- **PROBLEM TO SOLVE**: Your reply should hold the line containing "unbounded selection of" and every later line of the records, reproduced exactly, and no other lines.

- **INPUT FOR THIS TASK**:
=== Begin Enclosure ===

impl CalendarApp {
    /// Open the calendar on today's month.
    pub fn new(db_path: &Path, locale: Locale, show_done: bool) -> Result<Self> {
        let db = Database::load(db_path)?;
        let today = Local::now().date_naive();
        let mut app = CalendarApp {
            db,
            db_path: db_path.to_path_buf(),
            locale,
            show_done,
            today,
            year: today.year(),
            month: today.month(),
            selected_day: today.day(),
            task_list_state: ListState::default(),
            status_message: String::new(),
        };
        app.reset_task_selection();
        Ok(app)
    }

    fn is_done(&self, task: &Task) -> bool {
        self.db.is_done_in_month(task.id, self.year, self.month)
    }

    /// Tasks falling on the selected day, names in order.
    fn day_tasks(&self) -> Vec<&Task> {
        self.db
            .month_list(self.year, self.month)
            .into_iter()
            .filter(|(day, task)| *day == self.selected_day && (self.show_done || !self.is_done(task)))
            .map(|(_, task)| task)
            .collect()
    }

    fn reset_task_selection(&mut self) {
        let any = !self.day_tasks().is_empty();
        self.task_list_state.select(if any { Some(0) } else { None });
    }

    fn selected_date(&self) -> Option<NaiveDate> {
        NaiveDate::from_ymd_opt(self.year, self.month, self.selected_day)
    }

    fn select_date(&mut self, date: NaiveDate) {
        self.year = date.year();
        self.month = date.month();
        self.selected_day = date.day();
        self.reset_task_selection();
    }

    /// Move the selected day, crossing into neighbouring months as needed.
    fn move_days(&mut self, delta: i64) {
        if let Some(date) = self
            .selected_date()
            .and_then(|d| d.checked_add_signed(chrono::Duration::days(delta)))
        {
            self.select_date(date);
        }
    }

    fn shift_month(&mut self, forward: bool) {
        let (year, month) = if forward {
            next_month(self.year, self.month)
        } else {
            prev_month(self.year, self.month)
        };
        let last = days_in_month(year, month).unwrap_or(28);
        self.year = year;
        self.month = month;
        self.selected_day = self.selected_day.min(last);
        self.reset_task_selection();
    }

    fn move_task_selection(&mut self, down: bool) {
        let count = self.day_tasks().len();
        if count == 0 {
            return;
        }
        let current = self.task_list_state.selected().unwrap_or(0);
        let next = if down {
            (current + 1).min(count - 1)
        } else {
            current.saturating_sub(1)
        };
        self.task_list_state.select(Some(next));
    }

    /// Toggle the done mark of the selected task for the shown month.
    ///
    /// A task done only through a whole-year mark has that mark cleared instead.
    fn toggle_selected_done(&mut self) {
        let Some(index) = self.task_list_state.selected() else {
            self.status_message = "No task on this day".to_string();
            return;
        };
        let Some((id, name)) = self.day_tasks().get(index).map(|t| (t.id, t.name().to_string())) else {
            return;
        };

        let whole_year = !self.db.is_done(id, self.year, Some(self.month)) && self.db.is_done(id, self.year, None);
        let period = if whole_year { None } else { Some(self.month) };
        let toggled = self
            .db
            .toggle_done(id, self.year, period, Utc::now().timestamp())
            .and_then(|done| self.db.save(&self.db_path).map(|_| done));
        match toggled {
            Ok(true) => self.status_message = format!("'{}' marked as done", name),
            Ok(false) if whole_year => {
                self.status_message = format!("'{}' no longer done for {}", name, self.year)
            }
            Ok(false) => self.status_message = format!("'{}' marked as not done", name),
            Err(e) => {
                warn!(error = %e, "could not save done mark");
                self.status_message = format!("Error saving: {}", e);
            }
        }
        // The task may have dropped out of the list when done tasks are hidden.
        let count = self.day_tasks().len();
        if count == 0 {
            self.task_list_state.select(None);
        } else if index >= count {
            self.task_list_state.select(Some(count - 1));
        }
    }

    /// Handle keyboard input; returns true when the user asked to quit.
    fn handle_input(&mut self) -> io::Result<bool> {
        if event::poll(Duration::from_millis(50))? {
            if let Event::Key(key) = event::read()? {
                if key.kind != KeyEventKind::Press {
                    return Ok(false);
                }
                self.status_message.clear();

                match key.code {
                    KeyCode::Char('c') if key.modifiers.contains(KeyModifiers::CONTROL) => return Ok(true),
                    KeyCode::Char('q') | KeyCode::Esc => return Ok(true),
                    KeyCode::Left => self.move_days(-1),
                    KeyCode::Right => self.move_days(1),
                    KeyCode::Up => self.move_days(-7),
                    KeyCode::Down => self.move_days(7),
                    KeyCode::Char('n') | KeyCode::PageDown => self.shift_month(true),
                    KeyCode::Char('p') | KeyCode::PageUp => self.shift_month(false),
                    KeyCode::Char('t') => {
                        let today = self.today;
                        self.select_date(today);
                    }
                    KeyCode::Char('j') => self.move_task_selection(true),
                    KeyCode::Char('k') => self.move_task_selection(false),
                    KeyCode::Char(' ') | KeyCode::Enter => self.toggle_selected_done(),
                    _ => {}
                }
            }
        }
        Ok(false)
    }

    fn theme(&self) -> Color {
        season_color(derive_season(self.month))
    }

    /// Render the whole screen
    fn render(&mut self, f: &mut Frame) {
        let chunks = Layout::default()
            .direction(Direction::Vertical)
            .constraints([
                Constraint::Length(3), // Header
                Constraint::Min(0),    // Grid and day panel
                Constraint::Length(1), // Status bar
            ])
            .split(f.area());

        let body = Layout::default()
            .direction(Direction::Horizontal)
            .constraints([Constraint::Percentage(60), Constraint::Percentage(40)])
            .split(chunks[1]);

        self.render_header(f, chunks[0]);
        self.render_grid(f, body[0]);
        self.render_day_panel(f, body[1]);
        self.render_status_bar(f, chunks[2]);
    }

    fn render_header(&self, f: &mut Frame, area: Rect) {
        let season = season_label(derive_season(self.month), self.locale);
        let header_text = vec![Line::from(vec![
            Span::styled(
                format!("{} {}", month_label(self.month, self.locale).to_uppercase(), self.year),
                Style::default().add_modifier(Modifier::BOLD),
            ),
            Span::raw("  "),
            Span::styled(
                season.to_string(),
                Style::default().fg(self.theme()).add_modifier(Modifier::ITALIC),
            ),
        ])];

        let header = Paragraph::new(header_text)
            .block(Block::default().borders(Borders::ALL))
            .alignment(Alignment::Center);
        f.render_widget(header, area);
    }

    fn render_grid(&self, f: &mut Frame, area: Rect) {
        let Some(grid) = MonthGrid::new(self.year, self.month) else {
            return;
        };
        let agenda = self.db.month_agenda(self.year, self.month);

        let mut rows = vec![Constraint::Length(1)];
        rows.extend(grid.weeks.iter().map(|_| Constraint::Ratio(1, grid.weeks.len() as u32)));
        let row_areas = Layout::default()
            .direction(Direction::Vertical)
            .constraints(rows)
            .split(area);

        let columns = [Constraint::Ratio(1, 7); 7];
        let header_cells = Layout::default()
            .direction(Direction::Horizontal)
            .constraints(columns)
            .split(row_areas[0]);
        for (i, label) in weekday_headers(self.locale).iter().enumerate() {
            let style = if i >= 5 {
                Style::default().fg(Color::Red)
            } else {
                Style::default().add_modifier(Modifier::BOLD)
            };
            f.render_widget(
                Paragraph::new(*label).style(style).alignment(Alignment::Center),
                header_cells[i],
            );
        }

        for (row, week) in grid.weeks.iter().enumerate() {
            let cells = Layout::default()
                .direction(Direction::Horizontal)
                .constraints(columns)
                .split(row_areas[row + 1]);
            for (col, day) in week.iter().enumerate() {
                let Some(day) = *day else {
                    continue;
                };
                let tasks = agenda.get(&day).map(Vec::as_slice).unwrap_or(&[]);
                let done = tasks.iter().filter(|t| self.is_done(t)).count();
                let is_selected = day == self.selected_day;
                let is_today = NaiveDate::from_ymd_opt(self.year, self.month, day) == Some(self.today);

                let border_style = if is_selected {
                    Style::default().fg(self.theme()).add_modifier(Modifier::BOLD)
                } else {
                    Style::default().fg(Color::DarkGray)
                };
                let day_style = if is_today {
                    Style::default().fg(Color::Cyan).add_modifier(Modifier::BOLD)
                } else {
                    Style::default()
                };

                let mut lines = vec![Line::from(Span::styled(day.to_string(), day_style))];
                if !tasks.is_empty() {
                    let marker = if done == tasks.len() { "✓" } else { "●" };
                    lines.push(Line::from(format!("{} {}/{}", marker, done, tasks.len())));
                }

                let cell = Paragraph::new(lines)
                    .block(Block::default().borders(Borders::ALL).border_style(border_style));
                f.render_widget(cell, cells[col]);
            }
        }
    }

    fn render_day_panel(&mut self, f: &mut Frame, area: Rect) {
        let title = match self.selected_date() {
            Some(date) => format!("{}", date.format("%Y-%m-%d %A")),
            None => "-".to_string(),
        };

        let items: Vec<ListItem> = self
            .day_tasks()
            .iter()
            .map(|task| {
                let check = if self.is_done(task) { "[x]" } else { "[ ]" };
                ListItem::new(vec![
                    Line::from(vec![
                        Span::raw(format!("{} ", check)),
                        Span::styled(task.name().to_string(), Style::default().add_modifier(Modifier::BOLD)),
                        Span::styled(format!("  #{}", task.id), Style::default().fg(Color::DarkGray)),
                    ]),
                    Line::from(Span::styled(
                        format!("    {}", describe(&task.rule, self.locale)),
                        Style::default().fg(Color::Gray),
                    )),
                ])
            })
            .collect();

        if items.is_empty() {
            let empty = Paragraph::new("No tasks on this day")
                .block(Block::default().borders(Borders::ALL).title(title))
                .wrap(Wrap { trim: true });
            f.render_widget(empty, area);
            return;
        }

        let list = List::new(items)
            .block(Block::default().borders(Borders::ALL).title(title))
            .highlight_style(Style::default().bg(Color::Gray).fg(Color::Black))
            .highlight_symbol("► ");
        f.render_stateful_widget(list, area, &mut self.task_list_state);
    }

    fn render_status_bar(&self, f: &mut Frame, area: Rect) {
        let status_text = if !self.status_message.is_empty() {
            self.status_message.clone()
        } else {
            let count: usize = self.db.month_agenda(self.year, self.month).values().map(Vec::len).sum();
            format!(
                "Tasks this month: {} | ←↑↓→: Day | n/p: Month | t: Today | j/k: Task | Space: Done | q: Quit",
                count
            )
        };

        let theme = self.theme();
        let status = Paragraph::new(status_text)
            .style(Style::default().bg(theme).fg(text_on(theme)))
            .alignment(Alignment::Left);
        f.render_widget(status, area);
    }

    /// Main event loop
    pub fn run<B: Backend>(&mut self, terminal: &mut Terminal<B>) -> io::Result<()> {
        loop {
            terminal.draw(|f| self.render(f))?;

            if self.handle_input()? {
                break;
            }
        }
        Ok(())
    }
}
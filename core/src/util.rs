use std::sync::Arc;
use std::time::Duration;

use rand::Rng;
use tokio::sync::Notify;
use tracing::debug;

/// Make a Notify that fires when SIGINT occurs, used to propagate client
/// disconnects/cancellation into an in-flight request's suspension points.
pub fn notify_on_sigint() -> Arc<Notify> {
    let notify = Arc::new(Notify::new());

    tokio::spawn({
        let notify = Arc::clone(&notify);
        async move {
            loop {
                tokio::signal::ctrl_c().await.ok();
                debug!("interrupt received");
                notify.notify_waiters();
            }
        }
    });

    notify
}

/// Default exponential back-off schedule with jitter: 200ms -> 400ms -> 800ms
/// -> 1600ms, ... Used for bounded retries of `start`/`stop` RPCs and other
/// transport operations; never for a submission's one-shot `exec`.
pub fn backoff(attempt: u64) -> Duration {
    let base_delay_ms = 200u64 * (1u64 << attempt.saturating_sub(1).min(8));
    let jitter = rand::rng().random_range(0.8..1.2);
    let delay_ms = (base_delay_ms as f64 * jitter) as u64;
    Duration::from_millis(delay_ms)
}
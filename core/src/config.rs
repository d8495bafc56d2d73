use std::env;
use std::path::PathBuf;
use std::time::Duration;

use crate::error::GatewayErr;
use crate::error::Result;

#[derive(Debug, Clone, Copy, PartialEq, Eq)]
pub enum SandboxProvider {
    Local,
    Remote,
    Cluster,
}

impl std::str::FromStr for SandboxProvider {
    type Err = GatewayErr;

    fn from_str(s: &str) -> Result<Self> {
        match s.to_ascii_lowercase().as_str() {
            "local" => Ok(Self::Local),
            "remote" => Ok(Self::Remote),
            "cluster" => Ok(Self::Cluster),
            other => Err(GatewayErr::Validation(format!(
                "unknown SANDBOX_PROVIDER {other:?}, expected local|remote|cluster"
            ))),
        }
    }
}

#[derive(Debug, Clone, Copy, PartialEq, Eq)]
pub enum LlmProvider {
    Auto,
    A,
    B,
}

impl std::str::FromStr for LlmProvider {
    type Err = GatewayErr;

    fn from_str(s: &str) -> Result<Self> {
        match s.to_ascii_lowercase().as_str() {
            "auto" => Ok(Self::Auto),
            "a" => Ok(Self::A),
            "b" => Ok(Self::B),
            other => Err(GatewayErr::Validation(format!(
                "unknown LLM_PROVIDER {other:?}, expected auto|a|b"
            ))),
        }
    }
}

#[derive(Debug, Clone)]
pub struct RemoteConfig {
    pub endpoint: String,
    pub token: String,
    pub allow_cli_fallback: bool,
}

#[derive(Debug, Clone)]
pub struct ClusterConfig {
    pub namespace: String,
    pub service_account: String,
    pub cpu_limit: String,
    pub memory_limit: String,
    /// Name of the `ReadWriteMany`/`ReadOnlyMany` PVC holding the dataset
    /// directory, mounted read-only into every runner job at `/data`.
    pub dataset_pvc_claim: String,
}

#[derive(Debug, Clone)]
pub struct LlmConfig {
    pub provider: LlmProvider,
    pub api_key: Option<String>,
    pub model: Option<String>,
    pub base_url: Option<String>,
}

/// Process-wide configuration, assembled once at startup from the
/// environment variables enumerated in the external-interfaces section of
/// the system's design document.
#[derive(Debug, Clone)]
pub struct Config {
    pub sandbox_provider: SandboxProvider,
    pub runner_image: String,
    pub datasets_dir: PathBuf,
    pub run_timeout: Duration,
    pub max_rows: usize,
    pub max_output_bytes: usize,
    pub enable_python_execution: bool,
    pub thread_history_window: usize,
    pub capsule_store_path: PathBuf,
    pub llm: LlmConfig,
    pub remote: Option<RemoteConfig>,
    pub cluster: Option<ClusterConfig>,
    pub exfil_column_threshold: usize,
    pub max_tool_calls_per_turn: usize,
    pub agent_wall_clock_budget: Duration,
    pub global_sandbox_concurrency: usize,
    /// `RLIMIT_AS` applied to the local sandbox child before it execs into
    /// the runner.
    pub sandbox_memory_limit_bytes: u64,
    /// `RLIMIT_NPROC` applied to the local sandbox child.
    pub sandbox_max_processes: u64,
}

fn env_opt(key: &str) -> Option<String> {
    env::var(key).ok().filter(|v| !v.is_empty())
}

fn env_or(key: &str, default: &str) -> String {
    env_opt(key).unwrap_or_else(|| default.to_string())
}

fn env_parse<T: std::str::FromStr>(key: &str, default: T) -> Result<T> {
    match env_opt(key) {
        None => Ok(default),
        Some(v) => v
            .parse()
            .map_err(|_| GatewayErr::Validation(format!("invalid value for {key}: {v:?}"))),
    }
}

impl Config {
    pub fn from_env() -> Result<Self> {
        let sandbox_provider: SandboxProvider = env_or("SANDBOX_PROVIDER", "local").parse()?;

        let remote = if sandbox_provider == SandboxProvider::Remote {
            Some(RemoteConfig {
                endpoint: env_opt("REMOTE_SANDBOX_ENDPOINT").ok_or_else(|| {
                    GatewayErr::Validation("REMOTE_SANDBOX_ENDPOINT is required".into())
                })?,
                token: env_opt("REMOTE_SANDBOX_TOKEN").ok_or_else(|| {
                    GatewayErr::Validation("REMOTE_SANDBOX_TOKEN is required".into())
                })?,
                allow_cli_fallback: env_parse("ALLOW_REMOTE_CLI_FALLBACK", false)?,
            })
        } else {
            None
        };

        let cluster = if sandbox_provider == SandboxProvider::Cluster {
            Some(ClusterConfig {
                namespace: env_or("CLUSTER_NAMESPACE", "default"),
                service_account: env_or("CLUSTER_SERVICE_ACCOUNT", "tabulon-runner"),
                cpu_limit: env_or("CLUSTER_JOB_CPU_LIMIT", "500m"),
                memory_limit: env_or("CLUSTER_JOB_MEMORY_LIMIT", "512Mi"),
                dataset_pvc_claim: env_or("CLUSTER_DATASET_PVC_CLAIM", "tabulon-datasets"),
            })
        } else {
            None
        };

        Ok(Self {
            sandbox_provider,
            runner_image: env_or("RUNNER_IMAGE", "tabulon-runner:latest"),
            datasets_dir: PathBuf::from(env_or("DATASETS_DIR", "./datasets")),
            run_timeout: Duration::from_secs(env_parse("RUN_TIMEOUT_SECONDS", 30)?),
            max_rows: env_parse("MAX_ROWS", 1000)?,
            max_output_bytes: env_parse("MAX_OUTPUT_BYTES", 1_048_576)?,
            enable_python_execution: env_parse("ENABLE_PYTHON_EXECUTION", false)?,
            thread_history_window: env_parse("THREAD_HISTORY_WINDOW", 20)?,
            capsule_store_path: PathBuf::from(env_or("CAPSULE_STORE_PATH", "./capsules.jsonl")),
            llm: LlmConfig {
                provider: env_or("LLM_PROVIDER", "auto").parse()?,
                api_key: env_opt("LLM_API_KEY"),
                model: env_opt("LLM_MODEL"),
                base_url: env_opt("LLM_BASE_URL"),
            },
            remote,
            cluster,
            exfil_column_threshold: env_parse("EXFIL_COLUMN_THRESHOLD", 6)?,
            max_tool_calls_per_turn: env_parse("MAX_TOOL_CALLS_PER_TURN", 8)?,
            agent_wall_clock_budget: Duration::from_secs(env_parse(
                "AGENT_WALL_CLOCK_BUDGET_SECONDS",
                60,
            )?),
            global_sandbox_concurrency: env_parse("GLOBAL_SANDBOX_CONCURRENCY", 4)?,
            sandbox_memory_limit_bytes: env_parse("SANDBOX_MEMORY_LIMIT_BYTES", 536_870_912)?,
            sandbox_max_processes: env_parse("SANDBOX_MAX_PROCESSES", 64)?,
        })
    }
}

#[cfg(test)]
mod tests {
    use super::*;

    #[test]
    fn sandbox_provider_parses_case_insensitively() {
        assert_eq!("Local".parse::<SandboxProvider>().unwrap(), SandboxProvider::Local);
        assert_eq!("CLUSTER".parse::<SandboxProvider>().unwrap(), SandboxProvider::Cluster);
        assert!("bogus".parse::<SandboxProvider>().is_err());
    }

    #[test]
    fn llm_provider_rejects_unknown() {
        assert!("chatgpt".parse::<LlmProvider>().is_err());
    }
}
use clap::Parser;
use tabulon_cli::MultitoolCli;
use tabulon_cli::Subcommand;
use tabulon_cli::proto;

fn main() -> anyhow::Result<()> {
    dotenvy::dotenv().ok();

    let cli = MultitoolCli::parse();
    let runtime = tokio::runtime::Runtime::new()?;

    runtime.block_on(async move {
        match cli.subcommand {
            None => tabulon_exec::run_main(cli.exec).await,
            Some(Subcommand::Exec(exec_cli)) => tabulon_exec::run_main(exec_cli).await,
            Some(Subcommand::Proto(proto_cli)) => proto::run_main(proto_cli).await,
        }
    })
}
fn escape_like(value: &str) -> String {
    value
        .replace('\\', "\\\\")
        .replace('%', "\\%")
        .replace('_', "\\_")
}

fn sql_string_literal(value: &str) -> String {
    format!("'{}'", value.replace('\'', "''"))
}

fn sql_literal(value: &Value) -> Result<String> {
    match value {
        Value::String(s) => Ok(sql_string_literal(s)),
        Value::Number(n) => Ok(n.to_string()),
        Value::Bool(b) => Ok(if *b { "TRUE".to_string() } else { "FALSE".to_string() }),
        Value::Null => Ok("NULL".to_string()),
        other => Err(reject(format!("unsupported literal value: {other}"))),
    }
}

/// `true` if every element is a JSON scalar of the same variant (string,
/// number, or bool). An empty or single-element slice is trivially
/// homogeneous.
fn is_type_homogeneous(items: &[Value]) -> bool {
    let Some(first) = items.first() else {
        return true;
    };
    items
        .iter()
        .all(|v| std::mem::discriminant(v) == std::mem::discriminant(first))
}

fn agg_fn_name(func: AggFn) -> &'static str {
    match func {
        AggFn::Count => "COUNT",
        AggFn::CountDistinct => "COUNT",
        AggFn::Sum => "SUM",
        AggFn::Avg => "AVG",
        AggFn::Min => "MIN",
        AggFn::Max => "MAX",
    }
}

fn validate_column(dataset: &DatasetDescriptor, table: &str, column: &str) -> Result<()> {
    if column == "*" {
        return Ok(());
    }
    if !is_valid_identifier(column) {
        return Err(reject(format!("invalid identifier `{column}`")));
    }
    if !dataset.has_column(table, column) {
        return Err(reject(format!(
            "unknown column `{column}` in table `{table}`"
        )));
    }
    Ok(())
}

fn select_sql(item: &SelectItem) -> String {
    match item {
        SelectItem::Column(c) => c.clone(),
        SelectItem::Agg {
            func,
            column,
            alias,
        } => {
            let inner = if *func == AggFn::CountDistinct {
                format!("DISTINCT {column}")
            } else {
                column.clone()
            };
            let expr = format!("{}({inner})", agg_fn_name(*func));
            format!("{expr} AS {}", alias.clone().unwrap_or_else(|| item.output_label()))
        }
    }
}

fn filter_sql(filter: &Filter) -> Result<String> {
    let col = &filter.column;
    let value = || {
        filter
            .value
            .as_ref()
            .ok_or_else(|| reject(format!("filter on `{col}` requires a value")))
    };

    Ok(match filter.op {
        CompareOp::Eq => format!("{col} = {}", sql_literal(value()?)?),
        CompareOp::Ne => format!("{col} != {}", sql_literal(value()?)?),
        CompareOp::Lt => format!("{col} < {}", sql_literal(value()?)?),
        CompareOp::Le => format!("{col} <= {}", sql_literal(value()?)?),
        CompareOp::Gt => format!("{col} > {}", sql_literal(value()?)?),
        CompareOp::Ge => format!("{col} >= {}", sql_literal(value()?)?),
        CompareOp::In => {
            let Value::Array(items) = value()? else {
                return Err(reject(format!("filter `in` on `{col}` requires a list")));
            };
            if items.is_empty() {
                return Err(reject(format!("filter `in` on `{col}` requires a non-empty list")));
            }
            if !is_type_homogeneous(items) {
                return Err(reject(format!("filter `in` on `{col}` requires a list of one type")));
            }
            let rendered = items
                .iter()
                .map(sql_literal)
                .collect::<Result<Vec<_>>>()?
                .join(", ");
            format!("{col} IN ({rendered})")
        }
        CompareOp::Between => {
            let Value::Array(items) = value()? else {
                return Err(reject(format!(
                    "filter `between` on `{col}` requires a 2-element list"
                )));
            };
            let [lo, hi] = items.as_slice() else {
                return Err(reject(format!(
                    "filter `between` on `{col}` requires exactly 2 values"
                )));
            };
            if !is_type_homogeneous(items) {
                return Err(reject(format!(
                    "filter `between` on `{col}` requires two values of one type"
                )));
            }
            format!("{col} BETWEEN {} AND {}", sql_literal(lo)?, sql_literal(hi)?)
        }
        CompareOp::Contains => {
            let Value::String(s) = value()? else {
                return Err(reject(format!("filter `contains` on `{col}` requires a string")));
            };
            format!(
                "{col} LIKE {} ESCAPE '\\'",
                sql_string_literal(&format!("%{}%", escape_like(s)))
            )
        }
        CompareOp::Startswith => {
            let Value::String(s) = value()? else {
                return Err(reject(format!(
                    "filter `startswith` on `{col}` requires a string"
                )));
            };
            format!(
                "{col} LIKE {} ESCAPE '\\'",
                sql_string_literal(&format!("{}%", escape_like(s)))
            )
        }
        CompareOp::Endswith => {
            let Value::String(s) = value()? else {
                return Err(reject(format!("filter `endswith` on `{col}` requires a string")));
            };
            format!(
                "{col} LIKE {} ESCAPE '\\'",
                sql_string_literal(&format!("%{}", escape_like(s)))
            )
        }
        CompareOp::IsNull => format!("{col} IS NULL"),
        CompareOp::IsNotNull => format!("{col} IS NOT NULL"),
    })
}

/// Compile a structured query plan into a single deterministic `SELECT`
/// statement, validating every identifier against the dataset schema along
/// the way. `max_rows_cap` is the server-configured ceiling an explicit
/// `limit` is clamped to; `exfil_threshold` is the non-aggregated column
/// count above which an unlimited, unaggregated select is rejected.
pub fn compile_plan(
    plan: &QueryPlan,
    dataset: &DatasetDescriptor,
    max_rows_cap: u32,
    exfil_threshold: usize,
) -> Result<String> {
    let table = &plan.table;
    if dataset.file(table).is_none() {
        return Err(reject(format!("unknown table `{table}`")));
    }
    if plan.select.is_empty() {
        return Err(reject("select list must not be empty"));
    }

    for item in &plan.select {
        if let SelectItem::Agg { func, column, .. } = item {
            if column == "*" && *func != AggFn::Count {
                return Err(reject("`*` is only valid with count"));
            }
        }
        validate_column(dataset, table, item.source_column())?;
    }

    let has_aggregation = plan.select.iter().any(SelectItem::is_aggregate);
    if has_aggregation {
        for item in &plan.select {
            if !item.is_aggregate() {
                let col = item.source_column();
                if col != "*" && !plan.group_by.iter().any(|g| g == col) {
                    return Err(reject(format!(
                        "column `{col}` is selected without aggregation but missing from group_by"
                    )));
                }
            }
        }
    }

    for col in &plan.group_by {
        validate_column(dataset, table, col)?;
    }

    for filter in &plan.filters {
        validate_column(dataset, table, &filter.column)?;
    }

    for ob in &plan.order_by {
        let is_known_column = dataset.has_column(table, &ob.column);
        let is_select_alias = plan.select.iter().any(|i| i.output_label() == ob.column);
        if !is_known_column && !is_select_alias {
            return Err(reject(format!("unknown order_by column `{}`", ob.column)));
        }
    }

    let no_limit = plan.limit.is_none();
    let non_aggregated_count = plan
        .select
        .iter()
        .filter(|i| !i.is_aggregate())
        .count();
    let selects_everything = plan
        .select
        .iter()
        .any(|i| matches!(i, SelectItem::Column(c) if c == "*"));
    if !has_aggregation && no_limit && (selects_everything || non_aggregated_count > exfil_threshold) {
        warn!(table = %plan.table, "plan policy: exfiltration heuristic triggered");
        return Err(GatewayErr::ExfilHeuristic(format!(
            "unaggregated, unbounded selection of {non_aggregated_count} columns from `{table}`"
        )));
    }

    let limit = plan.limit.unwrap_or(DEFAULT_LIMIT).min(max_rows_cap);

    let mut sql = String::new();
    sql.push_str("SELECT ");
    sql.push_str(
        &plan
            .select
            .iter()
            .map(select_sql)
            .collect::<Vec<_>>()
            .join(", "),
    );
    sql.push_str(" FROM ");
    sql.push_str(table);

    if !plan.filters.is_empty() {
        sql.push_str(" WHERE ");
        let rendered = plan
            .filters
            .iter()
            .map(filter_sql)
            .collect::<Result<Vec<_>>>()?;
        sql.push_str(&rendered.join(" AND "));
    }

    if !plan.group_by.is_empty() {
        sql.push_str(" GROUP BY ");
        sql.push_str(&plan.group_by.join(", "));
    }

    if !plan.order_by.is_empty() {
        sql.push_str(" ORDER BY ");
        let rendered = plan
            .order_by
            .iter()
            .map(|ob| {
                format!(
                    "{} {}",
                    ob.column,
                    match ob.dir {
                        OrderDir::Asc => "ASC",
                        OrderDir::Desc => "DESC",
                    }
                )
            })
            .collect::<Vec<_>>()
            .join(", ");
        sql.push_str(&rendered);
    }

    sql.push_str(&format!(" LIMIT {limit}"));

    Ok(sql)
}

=== End Enclosure ===

- **COMPLETED TASK**:
            "unaggregated, unbounded selection of {non_aggregated_count} columns from `{table}`"
        )));
    }

    let limit = plan.limit.unwrap_or(DEFAULT_LIMIT).min(max_rows_cap);

    let mut sql = String::new();
    sql.push_str("SELECT ");
    sql.push_str(
        &plan
            .select
            .iter()
            .map(select_sql)
            .collect::<Vec<_>>()
            .join(", "),
    );
    sql.push_str(" FROM ");
    sql.push_str(table);

    if !plan.filters.is_empty() {
        sql.push_str(" WHERE ");
        let rendered = plan
            .filters
            .iter()
            .map(filter_sql)
            .collect::<Result<Vec<_>>>()?;
        sql.push_str(&rendered.join(" AND "));
    }

    if !plan.group_by.is_empty() {
        sql.push_str(" GROUP BY ");
        sql.push_str(&plan.group_by.join(", "));
    }

    if !plan.order_by.is_empty() {
        sql.push_str(" ORDER BY ");
        let rendered = plan
            .order_by
            .iter()
            .map(|ob| {
                format!(
                    "{} {}",
                    ob.column,
                    match ob.dir {
                        OrderDir::Asc => "ASC",
                        OrderDir::Desc => "DESC",
                    }
                )
            })
            .collect::<Vec<_>>()
            .join(", ");
        sql.push_str(&rendered);
    }

    sql.push_str(&format!(" LIMIT {limit}"));

    Ok(sql)
}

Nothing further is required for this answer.